理詰めで考えてしまえば、モダニズムの絵画の方法論によらずに普通に風景を描いてしまえば、モダニズム以前の旧套的な絵画に先祖帰りしてしまうはずです。しかし、大友の絵画を見てみれば、自由な色彩と構成を用いながらも、大野の絵画がモダニズム以前の絵画に退化することなく、むしろモダニズム以降の絵画の感覚を有していることに気がつくはずです。
それはたぶん、大友が日々の生活の中で実感している風景を、そのまま表現しようとしていることと関連しているのではないか、と私は思います。ここで、今回の展覧会に寄せた彼女の文章を見てみましょう。

手入れされず生い茂った街路樹、見頃が終わり枯れたまま放置された植木鉢や紫陽花など、 人の手が掛けられているにもかかわらず、野放しにされている植物の逞しく生き続ける姿に刺激を受ける。
描く速度と風景を見るリズムが重なる瞬間がある。
自然への憧憬を保ちながら、奥からじわりと滲み出てくるような風景を描いていきたい。
(「トキ・アートスペース」ホームページより 大野一世)

このなかで、とくに「描く速度と風景を見るリズムが重なる瞬間がある」という部分が示唆的です。絵を描くからといって、定位置にイーゼルを立て、動きを止めて、感覚を視覚に集中して、というのではなくて、動きながら、五感を開いたままに絵画を描こうとしている大友の姿勢が読み取れるからです。これはホッファーが大切にした市井の感覚、生活の実感に基づいた思考と重なるのではないでしょうか。
さらにこの文章からは、ナイーヴでイノセントな表現を模索している彼女の姿勢が感じ取れますが、しかし、いざ絵と向き合えば、その表現はモダニズムの絵画の方法論をかいくぐり、自分の中で内面化したのちに表出する、ということが自然体で行われているのです。理屈ではなくて、感覚としてそういうことができることによって、彼女はモダニズム以降の絵画を志向できる可能性を持っているのだと私は思います。
何よりも、今回の作品群で言えば、暗い作品において何かを達成した感触を持ちながらも、それでは何かが充足できずに次の表現へと向かってしまう、ということが制作の途上で起こっている点が注目に値します。私の場合、そういう制作上の変更をする場合には、理論的な言い訳が欲しくなります。しかし、頭の悪い人間が理詰めでものごとを進めようとしても、だいたいろくなことにはなりません。それだけに、大友が持っている感度の良いアンテナが、彼女の作品の変遷を支えているのだということが、今回、よくわかりました。
目先の作品の出来栄えに拘泥するのではなく、ましてやよけいな「情報に与することなく」、自分の生きている実感に近いところで制作を続けている大友の作品を、継続して見ていく必要があります。生活者としてのナイーヴな視点を持ちながら、モダニズムの方法論を感覚的に受容した世代が、これからどのように変わっていくのでしょうか、興味が尽きません。

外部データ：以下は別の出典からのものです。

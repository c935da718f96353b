//! Serde helpers for carrying opaque bytes inside JSON ledger payloads.

use base64::Engine;
use base64::engine::general_purpose::{STANDARD, URL_SAFE_NO_PAD};

pub fn to_base64(bytes: &[u8]) -> String {
    STANDARD.encode(bytes)
}

pub fn from_base64(text: &str) -> Result<Vec<u8>, base64::DecodeError> {
    STANDARD.decode(text)
}

/// Ledger ids and addresses use the unpadded URL-safe alphabet.
pub fn to_base64url(bytes: &[u8]) -> String {
    URL_SAFE_NO_PAD.encode(bytes)
}

pub fn from_base64url(text: &str) -> Result<Vec<u8>, base64::DecodeError> {
    URL_SAFE_NO_PAD.decode(text)
}

/// `#[serde(with = "crate::encoding::base64_bytes")]`
pub mod base64_bytes {
    use serde::{Deserialize, Deserializer, Serializer};

    pub fn serialize<S: Serializer>(bytes: &[u8], serializer: S) -> Result<S::Ok, S::Error> {
        serializer.serialize_str(&super::to_base64(bytes))
    }

    pub fn deserialize<'de, D: Deserializer<'de>>(deserializer: D) -> Result<Vec<u8>, D::Error> {
        let text = String::deserialize(deserializer)?;
        super::from_base64(&text).map_err(serde::de::Error::custom)
    }
}

/// Same as [`base64_bytes`] for a list of byte strings.
pub mod base64_list {
    use serde::{Deserialize, Deserializer, Serializer, ser::SerializeSeq};

    pub fn serialize<S: Serializer>(items: &[Vec<u8>], serializer: S) -> Result<S::Ok, S::Error> {
        let mut seq = serializer.serialize_seq(Some(items.len()))?;
        for item in items {
            seq.serialize_element(&super::to_base64(item))?;
        }
        seq.end()
    }

    pub fn deserialize<'de, D: Deserializer<'de>>(deserializer: D) -> Result<Vec<Vec<u8>>, D::Error> {
        let items = Vec::<String>::deserialize(deserializer)?;
        items
            .iter()
            .map(|text| super::from_base64(text).map_err(serde::de::Error::custom))
            .collect()
    }
}

/// Public keys travel as lowercase hex.
pub mod hex_bytes {
    use serde::{Deserialize, Deserializer, Serializer};

    pub fn serialize<S: Serializer>(bytes: &[u8], serializer: S) -> Result<S::Ok, S::Error> {
        serializer.serialize_str(&hex::encode(bytes))
    }

    pub fn deserialize<'de, D: Deserializer<'de>>(deserializer: D) -> Result<Vec<u8>, D::Error> {
        let text = String::deserialize(deserializer)?;
        hex::decode(text).map_err(serde::de::Error::custom)
    }
}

そこでとりあえず、現在の大友の作品を見ておきませんか?
コロナ禍ですので、くれぐれも注意して出かけてください。しかし、たどり着いてしまえば、美術館や画廊は、自粛しなければならないような危険な場所ではありません。
それにしても、もしも今後、自粛要請があるのだとすれば、前回とは違って、美術館や博物館は一番最後に回してほしいものです。図書館だって、工夫次第で開けることができるはずです。芸術や文化を、みんなで大切にしていきましょう。